* [REQUIRED WORK] Return the listing in full, word for word.

* [EXERCISE DATA]
<<<<

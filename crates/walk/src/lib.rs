#![deny(unsafe_code)]
#![deny(missing_docs)]
#![deny(rustdoc::broken_intra_doc_links)]

//! # Overview
//!
//! `walk` provides the deterministic filesystem traversal at the heart of
//! `recopy`. The walker descends a directory tree depth-first, resolves one
//! ignore rule set per directory by layering any local ignore file on top of
//! the inherited rules, prunes excluded directories without entering them,
//! classifies surviving files as text or binary, and collects the textual
//! ones into an ordered [`CollectedReport`]. Ordering is kept stable across
//! platforms by sorting directory entries lexicographically before visiting
//! them, so two walks of an unmodified tree produce byte-identical reports.
//!
//! # Design
//!
//! - [`WalkBuilder`] configures traversal options: the ignore file name,
//!   whether directory symlinks are followed, and whether empty files are
//!   skipped.
//! - [`Walker`] implements [`Iterator`] and yields [`WalkEvent`] values in
//!   depth-first order: [`WalkEvent::File`] for each collected record and
//!   [`WalkEvent::Skipped`] for each per-entry failure. Per-entry failures
//!   never terminate the iteration.
//! - [`walk`] is the one-call convenience that builds a walker for a root and
//!   drains it into a [`CollectedReport`].
//! - [`WalkError`] describes the only fatal failures: a root that is missing,
//!   is not a directory, or cannot be listed. Everything else becomes a
//!   [`SkipNote`].
//!
//! # Invariants
//!
//! - Emitted paths are always relative to the root and never contain `..`
//!   segments.
//! - An excluded directory is pruned: nothing beneath it is visited, read,
//!   or diagnosed, regardless of negations declared deeper in the tree.
//! - Directory symlinks whose canonical target is already on the active
//!   traversal stack are skipped with a cycle diagnostic, so traversal always
//!   terminates.
//! - Traversal never panics; unexpected filesystem failures surface as
//!   [`SkipNote`] diagnostics or, for the root, as [`WalkError`].
//!
//! # Examples
//!
//! Collect the text files of a small tree:
//!
//! ```
//! use std::fs;
//!
//! # fn demo() -> Result<(), Box<dyn std::error::Error>> {
//! let temp = tempfile::tempdir()?;
//! fs::write(temp.path().join("kept.txt"), "hello\n")?;
//! fs::create_dir(temp.path().join("logs"))?;
//! fs::write(temp.path().join("logs/run.log"), "line\n")?;
//! fs::write(temp.path().join("recopy.ignore"), "logs/\n")?;
//!
//! let report = walk::walk(temp.path())?;
//! let paths: Vec<_> = report
//!     .records()
//!     .iter()
//!     .map(|record| record.relative_path().to_path_buf())
//!     .collect();
//! assert_eq!(paths, vec![std::path::PathBuf::from("kept.txt")]);
//! # Ok(())
//! # }
//! # demo().unwrap();
//! ```
//!
//! # See also
//!
//! - The `filters` crate for the ignore-rule grammar and evaluation order.
//! - The `cli` crate, which renders a [`CollectedReport`] and delivers it.

mod builder;
pub mod classify;
mod error;
mod report;
mod walker;

pub use builder::WalkBuilder;
pub use error::{WalkError, WalkErrorKind};
pub use report::{CollectedReport, FileRecord, SkipNote, SkipReason};
pub use walker::{WalkEvent, Walker};

use std::path::PathBuf;

/// Walks `root` and collects every surviving text file into a report.
///
/// Equivalent to building a default [`Walker`] for `root` and draining it.
///
/// # Errors
///
/// Returns [`WalkError`] when the root is missing, is not a directory, or
/// cannot be listed. Per-entry failures do not abort the walk; they are
/// recorded in the report's skip diagnostics.
pub fn walk<P: Into<PathBuf>>(root: P) -> Result<CollectedReport, WalkError> {
    Ok(WalkBuilder::new(root).build()?.collect_report())
}
use std::env;
use std::ffi::OsString;
use std::fs;
use std::io;
use std::path::PathBuf;

use crate::error::WalkError;
use crate::walker::Walker;

/// Configures a collection walk rooted at a specific path.
#[derive(Clone, Debug)]
pub struct WalkBuilder {
    root: PathBuf,
    ignore_file: OsString,
    follow_symlinks: bool,
    skip_empty: bool,
}

impl WalkBuilder {
    /// Creates a new builder that will traverse the provided root path.
    #[must_use]
    pub fn new<P: Into<PathBuf>>(root: P) -> Self {
        Self {
            root: root.into(),
            ignore_file: OsString::from(filters::IGNORE_FILE_NAME),
            follow_symlinks: true,
            skip_empty: false,
        }
    }

    /// Overrides the per-directory ignore file name.
    #[must_use]
    pub fn ignore_file_name(mut self, name: impl Into<OsString>) -> Self {
        self.ignore_file = name.into();
        self
    }

    /// Configures whether directory symlinks should be traversed.
    ///
    /// The walker follows them by default; canonical paths on the active
    /// traversal stack guard against cycles either way.
    #[must_use]
    pub const fn follow_symlinks(mut self, follow: bool) -> Self {
        self.follow_symlinks = follow;
        self
    }

    /// Configures whether files with empty or whitespace-only content are
    /// dropped from the report. Disabled by default.
    #[must_use]
    pub const fn skip_empty(mut self, skip: bool) -> Self {
        self.skip_empty = skip;
        self
    }

    /// Builds a [`Walker`] using the configured options.
    ///
    /// # Errors
    ///
    /// Returns [`WalkError`] when the root does not exist, is not a
    /// directory, or cannot be listed. These are the only fatal conditions;
    /// everything encountered during iteration degrades to a skip
    /// diagnostic.
    pub fn build(self) -> Result<Walker, WalkError> {
        let root = absolutize(self.root)?;
        let metadata = fs::metadata(&root).map_err(|error| {
            if error.kind() == io::ErrorKind::NotFound {
                WalkError::root_missing(root.clone())
            } else {
                WalkError::root_unreadable(root.clone(), error)
            }
        })?;
        if !metadata.is_dir() {
            return Err(WalkError::root_missing(root));
        }
        let canonical = fs::canonicalize(&root)
            .map_err(|error| WalkError::root_unreadable(root.clone(), error))?;

        Walker::new(
            root,
            canonical,
            self.ignore_file,
            self.follow_symlinks,
            self.skip_empty,
        )
    }
}

fn absolutize(path: PathBuf) -> Result<PathBuf, WalkError> {
    if path.is_absolute() {
        Ok(path)
    } else {
        let cwd = env::current_dir()
            .map_err(|error| WalkError::root_unreadable(PathBuf::from("."), error))?;
        Ok(cwd.join(path))
    }
}
use std::fmt;

/// Effect a rule has on a path it matches.
#[derive(Clone, Copy, Debug, Eq, PartialEq)]
pub enum RuleAction {
    /// Exclude the matching path from the collection.
    Exclude,
    /// Re-include the matching path even if an earlier rule excluded it.
    Negate,
}

impl fmt::Display for RuleAction {
    fn fmt(&self, f: &mut fmt::Formatter<'_>) -> fmt::Result {
        match self {
            Self::Exclude => f.write_str("exclude"),
            Self::Negate => f.write_str("negate"),
        }
    }
}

>>>>

* [ANSWER SECTION]
filename crates/walk/src/lib.rs
#![deny(unsafe_code)]
#![deny(missing_docs)]
#![deny(rustdoc::broken_intra_doc_links)]

//! # Overview
//!
//! `walk` provides the deterministic filesystem traversal at the heart of
//! `recopy`. The walker descends a directory tree depth-first, resolves one
//! ignore rule set per directory by layering any local ignore file on top of
//! the inherited rules, prunes excluded directories without entering them,
//! classifies surviving files as text or binary, and collects the textual
//! ones into an ordered [`CollectedReport`]. Ordering is kept stable across
//! platforms by sorting directory entries lexicographically before visiting
//! them, so two walks of an unmodified tree produce byte-identical reports.
//!
//! # Design
//!
//! - [`WalkBuilder`] configures traversal options: the ignore file name,
//!   whether directory symlinks are followed, and whether empty files are
//!   skipped.
//! - [`Walker`] implements [`Iterator`] and yields [`WalkEvent`] values in
//!   depth-first order: [`WalkEvent::File`] for each collected record and
//!   [`WalkEvent::Skipped`] for each per-entry failure. Per-entry failures
//!   never terminate the iteration.
//! - [`walk`] is the one-call convenience that builds a walker for a root and
//!   drains it into a [`CollectedReport`].
//! - [`WalkError`] describes the only fatal failures: a root that is missing,
//!   is not a directory, or cannot be listed. Everything else becomes a
//!   [`SkipNote`].
//!
//! # Invariants
//!
//! - Emitted paths are always relative to the root and never contain `..`
//!   segments.
//! - An excluded directory is pruned: nothing beneath it is visited, read,
//!   or diagnosed, regardless of negations declared deeper in the tree.
//! - Directory symlinks whose canonical target is already on the active
//!   traversal stack are skipped with a cycle diagnostic, so traversal always
//!   terminates.
//! - Traversal never panics; unexpected filesystem failures surface as
//!   [`SkipNote`] diagnostics or, for the root, as [`WalkError`].
//!
//! # Examples
//!
//! Collect the text files of a small tree:
//!
//! ```
//! use std::fs;
//!
//! # fn demo() -> Result<(), Box<dyn std::error::Error>> {
//! let temp = tempfile::tempdir()?;
//! fs::write(temp.path().join("kept.txt"), "hello\n")?;
//! fs::create_dir(temp.path().join("logs"))?;
//! fs::write(temp.path().join("logs/run.log"), "line\n")?;
//! fs::write(temp.path().join("recopy.ignore"), "logs/\n")?;
//!
//! let report = walk::walk(temp.path())?;
//! let paths: Vec<_> = report
//!     .records()
//!     .iter()
//!     .map(|record| record.relative_path().to_path_buf())
//!     .collect();
//! assert_eq!(paths, vec![std::path::PathBuf::from("kept.txt")]);
//! # Ok(())
//! # }
//! # demo().unwrap();
//! ```
//!
//! # See also
//!
//! - The `filters` crate for the ignore-rule grammar and evaluation order.
//! - The `cli` crate, which renders a [`CollectedReport`] and delivers it.

mod builder;
pub mod classify;
mod error;
mod report;
mod walker;

pub use builder::WalkBuilder;
pub use error::{WalkError, WalkErrorKind};
pub use report::{CollectedReport, FileRecord, SkipNote, SkipReason};
pub use walker::{WalkEvent, Walker};

use std::path::PathBuf;

/// Walks `root` and collects every surviving text file into a report.
///
/// Equivalent to building a default [`Walker`] for `root` and draining it.
///
/// # Errors
///
/// Returns [`WalkError`] when the root is missing, is not a directory, or
/// cannot be listed. Per-entry failures do not abort the walk; they are
/// recorded in the report's skip diagnostics.
pub fn walk<P: Into<PathBuf>>(root: P) -> Result<CollectedReport, WalkError> {
    Ok(WalkBuilder::new(root).build()?.collect_report())
}
use std::env;
use std::ffi::OsString;
use std::fs;
use std::io;
use std::path::PathBuf;

use crate::error::WalkError;
use crate::walker::Walker;

/// Configures a collection walk rooted at a specific path.
#[derive(Clone, Debug)]
pub struct WalkBuilder {
    root: PathBuf,
    ignore_file: OsString,
    follow_symlinks: bool,
    skip_empty: bool,
}

impl WalkBuilder {
    /// Creates a new builder that will traverse the provided root path.
    #[must_use]
    pub fn new<P: Into<PathBuf>>(root: P) -> Self {
        Self {
            root: root.into(),
            ignore_file: OsString::from(filters::IGNORE_FILE_NAME),
            follow_symlinks: true,
            skip_empty: false,
        }
    }

    /// Overrides the per-directory ignore file name.
    #[must_use]
    pub fn ignore_file_name(mut self, name: impl Into<OsString>) -> Self {
        self.ignore_file = name.into();
        self
    }

    /// Configures whether directory symlinks should be traversed.
    ///
    /// The walker follows them by default; canonical paths on the active
    /// traversal stack guard against cycles either way.
    #[must_use]
    pub const fn follow_symlinks(mut self, follow: bool) -> Self {
        self.follow_symlinks = follow;
        self
    }

    /// Configures whether files with empty or whitespace-only content are
    /// dropped from the report. Disabled by default.
    #[must_use]
    pub const fn skip_empty(mut self, skip: bool) -> Self {
        self.skip_empty = skip;
        self
    }

    /// Builds a [`Walker`] using the configured options.
    ///
    /// # Errors
    ///
    /// Returns [`WalkError`] when the root does not exist, is not a
    /// directory, or cannot be listed. These are the only fatal conditions;
    /// everything encountered during iteration degrades to a skip
    /// diagnostic.
    pub fn build(self) -> Result<Walker, WalkError> {
        let root = absolutize(self.root)?;
        let metadata = fs::metadata(&root).map_err(|error| {
            if error.kind() == io::ErrorKind::NotFound {
                WalkError::root_missing(root.clone())
            } else {
                WalkError::root_unreadable(root.clone(), error)
            }
        })?;
        if !metadata.is_dir() {
            return Err(WalkError::root_missing(root));
        }
        let canonical = fs::canonicalize(&root)
            .map_err(|error| WalkError::root_unreadable(root.clone(), error))?;

        Walker::new(
            root,
            canonical,
            self.ignore_file,
            self.follow_symlinks,
            self.skip_empty,
        )
    }
}

fn absolutize(path: PathBuf) -> Result<PathBuf, WalkError> {
    if path.is_absolute() {
        Ok(path)
    } else {
        let cwd = env::current_dir()
            .map_err(|error| WalkError::root_unreadable(PathBuf::from("."), error))?;
        Ok(cwd.join(path))
    }
}
use std::fmt;

/// Effect a rule has on a path it matches.
#[derive(Clone, Copy, Debug, Eq, PartialEq)]
pub enum RuleAction {
    /// Exclude the matching path from the collection.
    Exclude,
    /// Re-include the matching path even if an earlier rule excluded it.
    Negate,
}

impl fmt::Display for RuleAction {
    fn fmt(&self, f: &mut fmt::Formatter<'_>) -> fmt::Result {
        match self {
            Self::Exclude => f.write_str("exclude"),
            Self::Negate => f.write_str("negate"),
        }
    }
}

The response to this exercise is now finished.